Quante divisioni ha Matteo Renzi?

Creato il 27 ottobre 2013 da Tafanus


Gli ex bersaniani saliti sul carro. I tentati dal sindaco. I gattopardi del Sud. Ecco come cambia la mappa del potere dopo Renzi (di Marco Damilano - l'Espresso)

Nella prima edizione alla stazione di Firenze Leopolda, nel 2010, c'erano una consolle sul palco, le playlist, Willy il Coyote, Pippo Civati che oggi è un avversario.

Nel 2011, l'economista Luigi Zingales e lo scrittore Edoardo Nesi (oggi deputato di Scelta Civica), l'ex direttore di Canale 5 Giorgio Gori e la star Alessandro Baricco.

Nel 2012 Oscar Farinetti, il regista Fausto Brizzi, il finanziere Davide Serra. Al centro, sempre, i due veri protagonisti: il padrone di casa, il sindaco Matteo Renzi, in maniche di camicia, su e giù per un palco che sembrava la cucina di casa, con il frigo e il cestino della frutta e come colonna sonora l'orrido Tacatà ( "La gente bailando y tu bla bla bla/mueve tu culito, tambien el bechito..."). E una folla di sconosciuti: giovani, piccoli amministratori, ricercatori, titolari di start-up, absolute beginners della politica come Marco Pierini, classe 1996, liceale di Montespertoli. La carica dei rottamatori, ingenui e radicali come tutti gli esploratori di novità, il fascino di questo appuntamento, «perché la storia la fanno i pionieri, non i reduci».

Nel 2013, quarta edizione, forse l'ultima, i reduci sono la novità. I nuovi sono i vecchi. Gli ultimi arrivati sono le facce di sempre del Pd che per la prima volta affollano le immense gallerie dell'antica stazione fiorentina. In tutta Italia, dal Piemonte alla Sicilia, i renziani della prima ora convivono con i sostenitori saliti sul carro del probabile futuro leader. Con risultati a macchia di leopardo: la Toscana è da tempo la regione più renziana di Italia, dopo la conquista del comune di Siena e i recenti passaggi di campo dei sindaci di Livorno e di Arezzo. Nell'ex Emilia rossa il monolite della Ditta non c'è più, hanno mollato Pier Luigi Bersani l'ex fedelissimo segretario regionale Stefano Bonaccini e il sindaco di Bologna Virginio Merola, in più c'è il ministro Dario Franceschini, un tempo definito da Renzi «il vice-disastro». Nel Nord Ovest Renzi fa il pieno degli amministratori, i nomi storici dell'ex Pci, dal sindaco di Torino Piero Fassino al presidente della Liguria Claudio Burlando, in gran considerazione tra i renziani è la sottosegretaria genovese alla Difesa Roberta Pinotti, in Lombardia è in avvicinamento il sottosegretario Maurizio Martina che a soli 31 anni è già stato fassiniano, veltroniano, bersaniano e perfino penatiano.
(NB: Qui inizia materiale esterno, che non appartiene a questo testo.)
use anyhow::{Context, Result};
use serde::Serialize;
use serde_json::json;
use tracing::info;

use elev_cli::config::CliConfig;
use elev_cli::session::{apply_selection, compare_with, load_dashboard};
use elev_cli::summary::{
    bullying_bar_table, bullying_rows_table, indicator_bar_table, indicator_rows_table,
    modes_line, participation_rows_table, summary_table, theme_rows_table, theme_summary_table,
    trend_table, truncation_note, years_table,
};
use elev_ingest::{DataSource, HttpStatsApi, SourceConfig};
use elev_model::{TableKind, YearId};
use elev_transform::{
    THEME_DETAIL_LIMIT, bullying_bars, bullying_types, indicator_bars, indicator_details,
    theme_details, theme_summary,
};

use crate::cli::{RowsArgs, SourceArgs, SummaryArgs, TrendArgs};

/// Resolves the source configuration: file first, then flags.
fn source_config(args: &SourceArgs) -> Result<SourceConfig> {
    let file = CliConfig::load(args.config.as_deref())?;
    Ok(args.overrides().apply(file.source))
}

fn data_source(args: &SourceArgs) -> Result<DataSource<HttpStatsApi>> {
    let config = source_config(args)?;
    info!(
        org_nr = %config.org_nr,
        offline = config.offline,
        fallback_dir = %config.fallback_dir.display(),
        "resolved data source"
    );
    DataSource::http(&config).context("failed to set up the data source")
}

fn print_json(value: &impl Serialize) -> Result<()> {
    let text = serde_json::to_string_pretty(value).context("failed to serialize output")?;
    println!("{text}");
    Ok(())
}

pub async fn run_years(source_args: &SourceArgs, json: bool) -> Result<()> {
    let source = data_source(source_args)?;
    let dashboard = load_dashboard(&source).await?;
    let mode = dashboard.modes().years;

    if json {
        return print_json(&json!({ "years": dashboard.years(), "mode": mode }));
    }
    println!("{}", years_table(dashboard.years(), mode));
    println!("{}", modes_line(dashboard.modes()));
    Ok(())
}

pub async fn run_summary(source_args: &SourceArgs, args: &SummaryArgs) -> Result<()> {
    let source = data_source(source_args)?;
    let mut dashboard = load_dashboard(&source).await?;
    let latest = dashboard.years().last().copied();
    apply_selection(&mut dashboard, args.selection.selection(latest));
    if let Some(org_nr) = &args.compare {
        compare_with(&mut dashboard, &source, org_nr.clone()).await;
    }

    let modes = *dashboard.modes();
    let comparison_org = dashboard.comparison_org().cloned();
    let view = dashboard.view();
    let bars = indicator_bars(&view.school.indikatorer);
    let themes = theme_summary(&view.school.temaer);
    let bullying = bullying_bars(&view.school.mobbing);
    let bullying_kinds = bullying_types(&view.school.mobbing);

    if args.output.json {
        return print_json(&json!({
            "school": source.org_nr(),
            "comparison_school": comparison_org,
            "selection": view.selection,
            "modes": modes,
            "summary": view.summary,
            "indicators": bars,
            "themes": themes,
            "bullying": bullying,
            "bullying_types": bullying_kinds,
        }));
    }

    let year = view
        .selection
        .year
        .map_or_else(|| "alle år".to_string(), YearId::label);
    println!(
        "School {} | {} | trinn {} | kjønn {}",
        source.org_nr(),
        year,
        view.selection.trinn,
        view.selection.kjoenn
    );
    if let Some(org_nr) = &comparison_org {
        println!("Compared with {org_nr}");
    }
    println!("{}", summary_table(&view.summary, comparison_org.is_some()));
    if !bars.is_empty() {
        println!("{}", indicator_bar_table(&bars));
    }
    if !themes.is_empty() {
        println!("{}", theme_summary_table(&themes));
    }
    if !bullying.is_empty() {
        println!("{}", bullying_bar_table(&bullying));
    }
    if !bullying_kinds.is_empty() {
        println!("Mobbetyper: {}", bullying_kinds.join(", "));
    }
    println!("{}", modes_line(&modes));
    Ok(())
}

pub async fn run_trend(source_args: &SourceArgs, args: &TrendArgs) -> Result<()> {
    let source = data_source(source_args)?;
    let mut dashboard = load_dashboard(&source).await?;
    let modes = *dashboard.modes();
    let trends = &dashboard.view().trends;

    let points = match args.table {
        TableKind::Indikatorer if args.all_groups => &trends.indicators,
        TableKind::Indikatorer => &trends.main_indicators,
        TableKind::Temaer => &trends.themes,
        TableKind::Mobbing => &trends.bullying,
        TableKind::Deltakelse => &trends.participation,
    };

    if args.output.json {
        return print_json(points);
    }
    let is_percent = matches!(args.table, TableKind::Mobbing | TableKind::Deltakelse);
    println!("{}", trend_table(points, is_percent));
    println!("{}", modes_line(&modes));
    Ok(())
}

pub async fn run_rows(source_args: &SourceArgs, args: &RowsArgs) -> Result<()> {
    let source = data_source(source_args)?;
    let mut dashboard = load_dashboard(&source).await?;
    let latest = dashboard.years().last().copied();
    apply_selection(&mut dashboard, args.selection.selection(latest));
    let modes = *dashboard.modes();
    let school = &dashboard.view().school;
    let json = args.output.json;

    match args.table {
        TableKind::Indikatorer => {
            let rows = indicator_details(&school.indikatorer);
            if json {
                return print_json(&rows);
            }
            println!("{}", indicator_rows_table(&rows));
        }
        TableKind::Temaer => {
            let page = theme_details(&school.temaer, THEME_DETAIL_LIMIT);
            if json {
                return print_json(&page);
            }
            println!("{}", theme_rows_table(&page));
            if let Some(note) = truncation_note(&page) {
                println!("{note}");
            }
        }
        TableKind::Mobbing => {
            if json {
                return print_json(&school.mobbing);
            }
            println!("{}", bullying_rows_table(&school.mobbing));
        }
        TableKind::Deltakelse => {
            if json {
                return print_json(&school.deltakelse);
            }
            println!("{}", participation_rows_table(&school.deltakelse));
        }
    }
    println!("{}", modes_line(&modes));
    Ok(())
}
Nelle regioni del Sud, dove un anno fa, alle primarie per la premiership, Bersani stracciò il giovane rivale fiorentino con percentuali bulgare, e dove è ancora in vigore il principio cinquecentesco del cuius regio eius religio (per convertire il popolo basta convertire il principe) si segnalano i primi passaggi di campo, non ancora massicci. Qualche giovane deputato in Campania (Pina Picierno, Enzo Cuomo, Giovanna Palma, Salvatore Piccolo), qualche antico arnese della Prima Repubblica in Calabria (l'ex socialista Sandro Principe, sottosegretario al Lavoro con Giuliano Amato nel 1992, quando Renzi andava ancora a scuola), i dalemiani e i lettiani in Puglia (Nicola Latorre e Francesco Boccia), la ricomposizione dei gattopardi in Sicilia...
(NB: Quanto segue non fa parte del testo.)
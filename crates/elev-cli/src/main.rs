//! School climate survey CLI.

use clap::{ColorChoice, Parser};
use elev_cli::logging::{LogConfig, init_logging};
use std::io::{self, IsTerminal};
use tracing::level_filters::LevelFilter;

mod cli;
mod commands;

use crate::cli::{Cli, Command};
use crate::commands::{run_rows, run_summary, run_trend, run_years};

#[tokio::main]
async fn main() {
    let cli = Cli::parse();
    cli.color.write_global();
    let log_config = log_config_from_cli(&cli);
    if let Err(error) = init_logging(&log_config) {
        eprintln!("error: failed to initialize logging: {error}");
        std::process::exit(1);
    }
    let result = match &cli.command {
        Command::Years(args) => run_years(&cli.source, args.json).await,
        Command::Summary(args) => run_summary(&cli.source, args).await,
        Command::Trend(args) => run_trend(&cli.source, args).await,
        Command::Rows(args) => run_rows(&cli.source, args).await,
    };
    let exit_code = match result {
        Ok(()) => 0,
        Err(error) => {
            eprintln!("error: {error:#}");
            1
        }
    };
    std::process::exit(exit_code);
}

/// Flags first; `RUST_LOG` only applies when no level flag was given.
fn log_config_from_cli(cli: &Cli) -> LogConfig {
    let explicit = cli.log_level.map(LevelFilter::from);
    let with_ansi = match cli.color.color {
        ColorChoice::Always => true,
        ColorChoice::Never => false,
        ColorChoice::Auto => cli.log_file.is_none() && io::stderr().is_terminal(),
    };
    LogConfig {
        level_filter: explicit.unwrap_or_else(|| cli.verbosity.tracing_level_filter()),
        use_env_filter: explicit.is_none() && !cli.verbosity.is_present(),
        with_ansi,
        format: cli.log_format.into(),
        log_file: cli.log_file.clone(),
        ..LogConfig::default()
    }
}

#[cfg(test)]
mod tests {
    use super::*;
    use clap::CommandFactory;

    #[test]
    fn cli_definition_is_consistent() {
        Cli::command().debug_assert();
    }

    #[test]
    fn explicit_level_disables_env_filter() {
        let cli = Cli::parse_from(["elev", "--log-level", "debug", "years"]);
        let config = log_config_from_cli(&cli);
        assert_eq!(config.level_filter, LevelFilter::DEBUG);
        assert!(!config.use_env_filter);
    }

    #[test]
    fn summary_parses_model_values() {
        let cli = Cli::parse_from([
            "elev", "summary", "--year", "20232024", "--trinn", "vg2", "--compare", "974557746",
            "--offline",
        ]);
        let Command::Summary(args) = cli.command else {
            panic!("expected summary command");
        };
        assert_eq!(args.selection.trinn, elev_model::Trinn::Vg2);
        assert_eq!(
            args.selection.year,
            Some(elev_model::YearId::new(20232024))
        );
        assert_eq!(args.compare.as_ref().map(elev_model::OrgNr::as_str), Some("974557746"));
        assert!(cli.source.offline);
    }

    #[test]
    fn table_accepts_numeric_id() {
        let cli = Cli::parse_from(["elev", "rows", "153"]);
        let Command::Rows(args) = cli.command else {
            panic!("expected rows command");
        };
        assert_eq!(args.table, elev_model::TableKind::Temaer);
    }
}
Cambiare verso, come recita lo slogan renziano, in molte zone d'Italia, significa semplicemente cambiare insegna, voltar gabbana, cambiare verso perché nulla cambi. Il più consapevole del rischio, dagli sconosciuti delle edizioni precedenti alla carica dei soliti noti, è proprio Renzi. «Non possiamo permetterci un segretario che sia semplicemente punto di equilibrio tra gruppi diversi», afferma nella sua mozione congressuale. «Ogni squadra ha un capitano. E se gioca bene il capitano, gioca meglio la squadra». Ma ora il Capitano è chiamato a mettere in campo un nuovo schema di gioco. E, possibilmente, nuovi giocatori.